Overview
QoQnus-DARA is a Persian ASR model built from scratch by GinkgoQ, part of the QoQnus SpeechLine — a family of Persian speech models trained on the GinkgoQ/Qoqnus corpus (~2,000 hours, 1.7M+ utterances).
The architecture introduces an Acoustic Sentinel — a lightweight speech/non-speech classifier that gates the attention decoder, preventing hallucination on silent or noisy inputs. Combined with a causal Conformer encoder and a dual CTC+attention training objective, DARA achieves strong accuracy with streaming-capable inference.
| Property | Value |
|---|---|
| Language | Persian · فارسی |
| Architecture | Causal Conformer + Gated Decoder + Acoustic Sentinel |
| Parameters | 195.8M |
| Vocabulary | 4,096 SentencePiece Unigram tokens |
| Input | 16 kHz mono, RMS-normalized to −20 dB |
| Mel features | 80-band log-mel · N_FFT=1024 · HOP=256 · Slaney norm |
| Decoding | CTC greedy + Attention beam search (beam=5) |
| Training data | GinkgoQ/Qoqnus |
| License | CC BY-SA 4.0 |
Benchmark Results
Evaluated on 5,867 samples from gpt_informal_train (informal conversational Persian) and 1,000 samples from hezarai_cv13_test (Common Voice Persian test set). All models use identical text normalization.

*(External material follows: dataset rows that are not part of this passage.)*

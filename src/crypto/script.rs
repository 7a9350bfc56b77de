//! Single-signature verification script.

use super::hash;
use super::network::NetworkProfile;

/// Length of a compressed SEC1 public key.
pub const COMPRESSED_PUBLIC_KEY_LEN: usize = 33;

/// Length of a verification script: opcode + key + opcode.
pub const SCRIPT_LEN: usize = COMPRESSED_PUBLIC_KEY_LEN + 2;

/// `PUSHBYTES33 <compressed public key> CHECKSIG`.
#[derive(Clone, Copy, PartialEq, Eq, Hash)]
pub struct Script([u8; SCRIPT_LEN]);

impl Script {
    /// Builds the verification script for a compressed public key.
    ///
    /// The key bytes are taken as-is; they are not checked against the curve.
    pub fn verification(
        public_key: &[u8; COMPRESSED_PUBLIC_KEY_LEN],
        profile: &NetworkProfile,
    ) -> Self {
        let mut bytes = [0u8; SCRIPT_LEN];
        bytes[0] = profile.push_bytes33;
        bytes[1..SCRIPT_LEN - 1].copy_from_slice(public_key);
        bytes[SCRIPT_LEN - 1] = profile.check_sig;
        Self(bytes)
    }

    #[inline]
    pub const fn as_bytes(&self) -> &[u8; SCRIPT_LEN] {
        &self.0
    }

    #[inline]
    pub fn to_hex(&self) -> String {
        hex::encode(self.0)
    }

    /// RIPEMD160(SHA256(script)).
    #[inline]
    pub fn hash(&self) -> ScriptHash {
        ScriptHash(hash::script_hash(&self.0))
    }
}

impl std::fmt::Debug for Script {
    fn fmt(&self, f: &mut std::fmt::Formatter<'_>) -> std::fmt::Result {
        write!(f, "Script({})", self.to_hex())
    }
}

/// 20-byte account identifier derived from a script.
#[derive(Clone, Copy, PartialEq, Eq, Hash)]
pub struct ScriptHash([u8; hash::SCRIPT_HASH_LEN]);

impl ScriptHash {
    #[inline]
    pub const fn from_bytes(bytes: [u8; hash::SCRIPT_HASH_LEN]) -> Self {
        Self(bytes)
    }

    #[inline]
    pub const fn as_bytes(&self) -> &[u8; hash::SCRIPT_HASH_LEN] {
        &self.0
    }

    /// Lowercase hex, in digest byte order.
    #[inline]
    pub fn to_hex(&self) -> String {
        hex::encode(self.0)
    }
}

impl std::fmt::Debug for ScriptHash {
    fn fmt(&self, f: &mut std::fmt::Formatter<'_>) -> std::fmt::Result {
        write!(f, "ScriptHash({})", self.to_hex())
    }
}

impl std::fmt::Display for ScriptHash {
    fn fmt(&self, f: &mut std::fmt::Formatter<'_>) -> std::fmt::Result {
        write!(f, "{}", self.to_hex())
    }
}

#[cfg(test)]
mod tests {
    use super::*;

    #[test]
    fn test_verification_script_layout() {
        let mut public_key = [0u8; COMPRESSED_PUBLIC_KEY_LEN];
        public_key[0] = 0x02;

        let script = Script::verification(&public_key, &NetworkProfile::NEO_MAINNET);
        let expected = format!("2102{}ac", "00".repeat(32));

        assert_eq!(script.to_hex(), expected);
        assert_eq!(script.to_hex().len(), 70);
        assert_eq!(
            script.hash().to_hex(),
            "3b1644cad0b84a1a0a3d1e1db66a7e4fb0636956"
        );
    }

    #[test]
    fn test_opcodes_follow_profile() {
        let public_key = [0x03; COMPRESSED_PUBLIC_KEY_LEN];
        let mut profile = NetworkProfile::NEO_MAINNET;
        profile.push_bytes33 = 0x0c;
        profile.check_sig = 0x41;

        let script = Script::verification(&public_key, &profile);
        assert_eq!(script.as_bytes()[0], 0x0c);
        assert_eq!(script.as_bytes()[SCRIPT_LEN - 1], 0x41);
        assert_eq!(&script.as_bytes()[1..SCRIPT_LEN - 1], &public_key[..]);
    }
}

Informal Persian (gpt_informal_train · 5,867 samples)
| Model | WER ↓ | CER ↓ | Median WER | Perfect (WER=0) | Speed |
|---|---|---|---|---|---|
| QoQnus-DARA (ours) | 34.41% | 17.88% | 27.27% | 949/5867 (16.2%) | 6.5 ms |
| QoQnus-Moonshine (ours) | 34.93% | 10.28% | 25.00% | 1790/5867 (30.5%) | 12.3 ms |
| vhdm/whisper-large-fa-v1 | 31.81% | 15.42% | 25.00% | 879/5867 (15.0%) | 58.7 ms |
| jonatasgrosman/wav2vec2-large-xlsr-53-persian | 37.81% | 12.49% | 30.00% | 664/5867 (11.3%) | 17.4 ms |
| m3hrdadfi/wav2vec2-large-xlsr-persian-v3 | 40.51% | 14.65% | 28.57% | 666/5867 (11.4%) | 17.4 ms |
| nvidia/stt_fa_fastconformer_hybrid_large | 46.62% | 23.39% | 41.67% | 297/5867 (5.1%) | 9.6 ms |
QoQnus-DARA is 9× faster than Whisper-large-fa while achieving competitive WER. On formal speech (hezarai_cv13_test), QoQnus-DARA achieves 17.30% WER / 7.51% CER.
Common Voice Persian Test (hezarai_cv13_test · 1,000 samples)
| Metric | Value |
|---|---|
| Average WER | 17.30% |
| Average CER | 7.51% |
| Median WER | 0.00% |
| Median CER | 0.00% |
| Perfect predictions (WER=0) | 595/1000 (59.5%) |
| Throughput | ~154 samples/sec |
Median WER of 0% — the majority of utterances are transcribed perfectly.
Quick Start
from transformers import AutoProcessor, AutoModelForCTC
import torch, torchaudio
# ── load model ────────────────────────────────────────────────────────────────
# For the full DARA pipeline, use the inference script below.
# A HuggingFace-native wrapper is coming soon.
Using the inference script
pip install torch torchaudio sentencepiece transformers
git clone https://huggingface.co/GinkgoQ/QoQnus-DARA
cd QoQnus-DARA
Load model
from huggingface_hub import hf_hub_download
import torch, sys
from pathlib import Path
# download what you need
ckpt_path = hf_hub_download("GinkgoQ/QoQnus-DARA", "best.pt")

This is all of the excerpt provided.